In a post titled, “The Ancient Chinese Art of Separating Fools and their Money,” Amy Alkon at Advice Goddess Blog examines the scientific evidence behind of feng shui, especially popular in California, it seems. She lambasts “whichever twit hired the architect who hired some chick to have the monkey house at the L.A. Zoo...get this...feng shui-ed....Los Angeles [taxpayers] paid $4,500 to a feng shui consultant to ensure that the three endangered monkeys will have health, happiness, fertility and, of course, a strong life-force energy, in their new digs.”

And professor Akusai at Action Skeptics googled “quantum touch,” claimed to be “an all-new, all-awesome way to heal yourself.”

How does this amazing process work? In principal the Quantum-Touch practitioner learns to focus and amplify life-force energy, which is most often referred to as “Chi” or “Prana.” This is accomplished by combining various breathing and body awareness exercises. When the practitioner holds a high vibrational field of life-force energy around an affected area, through a process of resonance and entrainment, the client naturally matches the vibration of the practitioner, allowing one’s own biological intelligence to do whatever healing it deems necessary....I like the implication that "biological intelligence" is something separate from "regular" intelligence, like it's your body's ability to, well, create a high vibrational field.

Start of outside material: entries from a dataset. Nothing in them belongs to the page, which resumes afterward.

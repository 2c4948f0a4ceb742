use indexmap::IndexMap;

use crate::{Argument, Field, Reference};

/// The type definitions fields can point at.
#[derive(Clone, Debug, PartialEq)]
pub enum TypeDefinition {
    Scalar(ScalarType),
    Enum(EnumType),
    Object(ObjectType),
    InputObject(InputObjectType),
}

impl TypeDefinition {
    pub fn identifier(&self) -> &str {
        match self {
            TypeDefinition::Scalar(ty) => &ty.identifier,
            TypeDefinition::Enum(ty) => &ty.identifier,
            TypeDefinition::Object(ty) => &ty.identifier,
            TypeDefinition::InputObject(ty) => &ty.identifier,
        }
    }

    pub fn name(&self) -> &str {
        match self {
            TypeDefinition::Scalar(ty) => &ty.name,
            TypeDefinition::Enum(ty) => &ty.name,
            TypeDefinition::Object(ty) => &ty.name,
            TypeDefinition::InputObject(ty) => &ty.name,
        }
    }

    pub fn kind(&self) -> TypeKind {
        match self {
            TypeDefinition::Scalar(_) => TypeKind::Scalar,
            TypeDefinition::Enum(_) => TypeKind::Enum,
            TypeDefinition::Object(_) => TypeKind::Object,
            TypeDefinition::InputObject(_) => TypeKind::InputObject,
        }
    }

    pub fn as_object(&self) -> Option<&ObjectType> {
        match self {
            TypeDefinition::Object(object) => Some(object),
            _ => None,
        }
    }
}

#[derive(Clone, Copy, Debug, PartialEq, Eq, Hash)]
pub enum TypeKind {
    Scalar,
    Enum,
    Object,
    InputObject,
}

impl TypeKind {
    pub fn is_input(self) -> bool {
        matches!(self, TypeKind::Scalar | TypeKind::Enum | TypeKind::InputObject)
    }

    pub fn is_output(self) -> bool {
        !matches!(self, TypeKind::InputObject)
    }
}

#[derive(Clone, Debug, PartialEq)]
pub struct ScalarType {
    pub identifier: String,
    pub name: String,
    pub description: Option<String>,
}

#[derive(Clone, Debug, PartialEq)]
pub struct EnumType {
    pub identifier: String,
    pub name: String,
    pub description: Option<String>,
    pub values: Vec<String>,
}

#[derive(Clone, Debug, PartialEq)]
pub struct ObjectType {
    pub identifier: String,
    pub name: String,
    pub description: Option<String>,
    pub fields: IndexMap<String, Field>,
    pub reference: Reference,
}

impl ObjectType {
    pub fn field(&self, identifier: &str) -> Option<&Field> {
        self.fields.get(identifier)
    }

    pub fn field_by_name(&self, name: &str) -> Option<&Field> {
        self.fields.values().find(|field| field.name == name)
    }
}

#[derive(Clone, Debug, PartialEq)]
pub struct InputObjectType {
    pub identifier: String,
    pub name: String,
    pub description: Option<String>,
    pub fields: IndexMap<String, Argument>,
    pub reference: Reference,
}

Akusai goes on to explain how quantum is used to enhance other alternative healing modalities and the difference between life-force energy and electricity. As part of his cautionary tale, he also exposes the “authorities gushing all over it” — doctors, professors, and other credentialed professionals from reputable institutions and universities — and the “research” from various journals with “very medically sounding” names. Finally, he answers: “So is there any evidence that QT can do any of the things it says it can do?”

EoR has succeeded in “Rebalancing, realigning, detoxifying and maintaining the skeptical worldview.” Thank you, too, for including my posts — The alternative energy bunny....just keeps going and going and Fears of foods, contaminants and modern life in this special edition.